Available data:
[Start of Attachment]

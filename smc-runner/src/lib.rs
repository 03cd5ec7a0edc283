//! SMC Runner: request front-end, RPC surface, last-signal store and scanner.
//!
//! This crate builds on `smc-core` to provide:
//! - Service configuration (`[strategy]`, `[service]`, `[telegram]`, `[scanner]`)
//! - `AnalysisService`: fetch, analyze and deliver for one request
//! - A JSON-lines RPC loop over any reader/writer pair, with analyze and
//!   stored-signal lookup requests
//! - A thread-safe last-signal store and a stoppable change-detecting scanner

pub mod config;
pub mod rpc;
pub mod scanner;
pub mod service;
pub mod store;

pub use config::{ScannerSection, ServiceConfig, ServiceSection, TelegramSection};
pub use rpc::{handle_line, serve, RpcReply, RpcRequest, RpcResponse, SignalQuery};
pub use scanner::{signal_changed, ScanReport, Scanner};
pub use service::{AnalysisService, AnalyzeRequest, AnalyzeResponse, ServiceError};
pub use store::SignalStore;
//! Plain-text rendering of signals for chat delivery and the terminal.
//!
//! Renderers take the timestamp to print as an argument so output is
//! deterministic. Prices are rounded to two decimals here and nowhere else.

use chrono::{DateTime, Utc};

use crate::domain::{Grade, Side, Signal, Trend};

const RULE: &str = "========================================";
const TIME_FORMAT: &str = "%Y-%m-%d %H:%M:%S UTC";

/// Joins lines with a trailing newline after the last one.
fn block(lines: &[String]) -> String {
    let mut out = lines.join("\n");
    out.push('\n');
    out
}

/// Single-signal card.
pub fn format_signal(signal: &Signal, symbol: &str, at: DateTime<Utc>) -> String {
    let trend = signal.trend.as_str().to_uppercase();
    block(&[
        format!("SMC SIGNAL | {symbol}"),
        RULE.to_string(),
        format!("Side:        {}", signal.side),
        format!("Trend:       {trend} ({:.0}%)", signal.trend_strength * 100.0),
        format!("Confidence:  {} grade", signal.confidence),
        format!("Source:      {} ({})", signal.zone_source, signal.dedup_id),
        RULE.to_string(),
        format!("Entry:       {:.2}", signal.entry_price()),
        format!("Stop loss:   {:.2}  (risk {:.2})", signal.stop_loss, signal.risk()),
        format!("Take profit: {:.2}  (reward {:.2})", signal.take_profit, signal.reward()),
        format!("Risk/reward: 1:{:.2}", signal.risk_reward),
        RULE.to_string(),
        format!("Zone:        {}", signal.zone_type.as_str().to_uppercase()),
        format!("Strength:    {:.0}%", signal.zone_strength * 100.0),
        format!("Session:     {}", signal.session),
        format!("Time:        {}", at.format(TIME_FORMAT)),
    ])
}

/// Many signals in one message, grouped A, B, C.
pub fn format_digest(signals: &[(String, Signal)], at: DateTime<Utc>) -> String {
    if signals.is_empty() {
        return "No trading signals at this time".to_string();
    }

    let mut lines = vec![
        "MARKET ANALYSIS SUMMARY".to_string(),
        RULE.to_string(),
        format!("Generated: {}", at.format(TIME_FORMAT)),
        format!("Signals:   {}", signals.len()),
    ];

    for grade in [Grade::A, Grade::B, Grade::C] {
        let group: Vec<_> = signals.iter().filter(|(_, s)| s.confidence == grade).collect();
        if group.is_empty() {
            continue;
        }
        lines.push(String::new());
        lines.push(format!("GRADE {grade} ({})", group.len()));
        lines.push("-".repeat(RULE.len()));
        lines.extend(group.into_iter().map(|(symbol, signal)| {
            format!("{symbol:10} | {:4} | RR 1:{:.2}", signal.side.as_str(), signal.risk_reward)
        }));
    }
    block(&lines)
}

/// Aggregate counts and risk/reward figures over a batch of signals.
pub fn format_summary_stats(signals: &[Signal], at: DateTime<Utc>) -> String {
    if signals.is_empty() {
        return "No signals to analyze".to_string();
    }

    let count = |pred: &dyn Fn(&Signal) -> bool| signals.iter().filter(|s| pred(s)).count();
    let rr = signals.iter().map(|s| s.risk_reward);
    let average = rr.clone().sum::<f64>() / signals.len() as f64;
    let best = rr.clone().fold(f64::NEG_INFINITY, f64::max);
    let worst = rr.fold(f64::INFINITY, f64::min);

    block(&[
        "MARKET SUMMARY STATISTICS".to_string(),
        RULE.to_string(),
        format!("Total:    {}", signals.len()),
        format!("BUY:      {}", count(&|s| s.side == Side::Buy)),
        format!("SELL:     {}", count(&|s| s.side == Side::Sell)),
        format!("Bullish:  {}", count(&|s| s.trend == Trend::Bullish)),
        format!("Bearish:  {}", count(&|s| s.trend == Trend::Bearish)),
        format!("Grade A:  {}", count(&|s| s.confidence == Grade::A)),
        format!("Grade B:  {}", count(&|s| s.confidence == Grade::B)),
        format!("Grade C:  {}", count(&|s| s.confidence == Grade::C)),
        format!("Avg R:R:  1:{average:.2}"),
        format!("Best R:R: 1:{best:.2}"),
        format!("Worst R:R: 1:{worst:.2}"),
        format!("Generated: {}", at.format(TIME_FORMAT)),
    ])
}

[End of Attachment]

Across the whole listing above, find every line with the string "push" and copy it.

    out.push('\n');
        lines.push(String::new());
        lines.push(format!("GRADE {grade} ({})", group.len()));
        lines.push("-".repeat(RULE.len()));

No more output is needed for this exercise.